-- Exercise materials follows --

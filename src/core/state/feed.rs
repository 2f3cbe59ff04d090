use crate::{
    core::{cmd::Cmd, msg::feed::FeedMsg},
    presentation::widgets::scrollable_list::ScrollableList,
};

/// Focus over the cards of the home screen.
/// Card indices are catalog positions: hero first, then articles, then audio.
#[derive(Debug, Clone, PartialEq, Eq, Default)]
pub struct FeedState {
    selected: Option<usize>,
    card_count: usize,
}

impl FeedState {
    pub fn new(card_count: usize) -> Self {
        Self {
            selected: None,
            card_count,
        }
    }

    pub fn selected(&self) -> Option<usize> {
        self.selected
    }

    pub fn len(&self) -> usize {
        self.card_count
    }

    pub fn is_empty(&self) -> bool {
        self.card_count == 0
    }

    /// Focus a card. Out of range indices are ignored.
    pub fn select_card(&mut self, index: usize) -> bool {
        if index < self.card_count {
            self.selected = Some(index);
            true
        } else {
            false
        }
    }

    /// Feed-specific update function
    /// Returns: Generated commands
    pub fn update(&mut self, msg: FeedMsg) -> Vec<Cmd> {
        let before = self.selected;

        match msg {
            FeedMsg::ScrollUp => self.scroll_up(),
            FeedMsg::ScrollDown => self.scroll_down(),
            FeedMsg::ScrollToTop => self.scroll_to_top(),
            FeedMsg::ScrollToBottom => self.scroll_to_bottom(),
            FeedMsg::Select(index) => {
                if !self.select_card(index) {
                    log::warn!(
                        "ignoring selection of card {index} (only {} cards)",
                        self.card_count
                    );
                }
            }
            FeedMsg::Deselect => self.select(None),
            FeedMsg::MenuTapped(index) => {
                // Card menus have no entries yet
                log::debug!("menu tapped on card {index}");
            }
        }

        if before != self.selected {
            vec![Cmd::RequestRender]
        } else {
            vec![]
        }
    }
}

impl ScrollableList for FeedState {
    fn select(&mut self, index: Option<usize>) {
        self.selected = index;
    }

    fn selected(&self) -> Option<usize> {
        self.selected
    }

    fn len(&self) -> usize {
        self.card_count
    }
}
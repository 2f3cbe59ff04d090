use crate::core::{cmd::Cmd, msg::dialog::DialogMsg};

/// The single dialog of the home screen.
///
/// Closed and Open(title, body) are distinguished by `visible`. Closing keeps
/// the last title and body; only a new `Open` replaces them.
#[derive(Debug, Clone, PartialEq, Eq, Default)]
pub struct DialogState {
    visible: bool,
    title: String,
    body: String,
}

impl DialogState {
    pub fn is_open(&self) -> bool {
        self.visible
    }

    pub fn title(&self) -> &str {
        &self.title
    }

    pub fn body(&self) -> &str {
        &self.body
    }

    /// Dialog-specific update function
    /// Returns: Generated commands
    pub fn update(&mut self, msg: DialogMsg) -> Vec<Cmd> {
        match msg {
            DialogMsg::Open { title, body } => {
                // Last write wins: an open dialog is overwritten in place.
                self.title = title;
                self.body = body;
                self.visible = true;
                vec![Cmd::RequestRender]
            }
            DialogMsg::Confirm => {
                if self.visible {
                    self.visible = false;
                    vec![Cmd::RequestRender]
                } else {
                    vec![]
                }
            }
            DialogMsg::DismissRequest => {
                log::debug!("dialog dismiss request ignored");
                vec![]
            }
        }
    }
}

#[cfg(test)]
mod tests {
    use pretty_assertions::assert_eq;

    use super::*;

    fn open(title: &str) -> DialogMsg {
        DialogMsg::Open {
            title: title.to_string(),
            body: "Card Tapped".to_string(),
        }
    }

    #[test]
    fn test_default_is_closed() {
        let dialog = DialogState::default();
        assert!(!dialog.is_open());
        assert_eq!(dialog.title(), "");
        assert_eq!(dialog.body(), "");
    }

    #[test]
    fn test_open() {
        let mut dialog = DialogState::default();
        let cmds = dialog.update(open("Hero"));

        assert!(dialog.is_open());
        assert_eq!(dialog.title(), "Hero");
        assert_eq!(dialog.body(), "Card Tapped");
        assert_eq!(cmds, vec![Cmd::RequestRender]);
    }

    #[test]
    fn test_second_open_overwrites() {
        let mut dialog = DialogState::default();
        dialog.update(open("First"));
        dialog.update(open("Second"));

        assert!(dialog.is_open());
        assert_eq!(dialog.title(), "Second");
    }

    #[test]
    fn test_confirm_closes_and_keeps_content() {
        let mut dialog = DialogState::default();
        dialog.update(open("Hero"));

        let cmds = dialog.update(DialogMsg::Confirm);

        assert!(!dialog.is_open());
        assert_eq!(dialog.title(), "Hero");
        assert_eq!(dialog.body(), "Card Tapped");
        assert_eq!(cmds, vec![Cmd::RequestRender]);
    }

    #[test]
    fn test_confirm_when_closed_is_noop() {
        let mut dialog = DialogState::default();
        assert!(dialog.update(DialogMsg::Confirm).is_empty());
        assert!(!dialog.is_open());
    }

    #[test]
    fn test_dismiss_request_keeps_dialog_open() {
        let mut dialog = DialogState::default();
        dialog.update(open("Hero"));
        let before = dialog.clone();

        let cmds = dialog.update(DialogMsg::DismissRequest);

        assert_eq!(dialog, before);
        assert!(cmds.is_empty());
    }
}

-- Exercise materials concluded --

-- Activity --
Some lines above hold the word "None". Copy all of them.

-- Answer box --
            selected: None,
            FeedMsg::Deselect => self.select(None),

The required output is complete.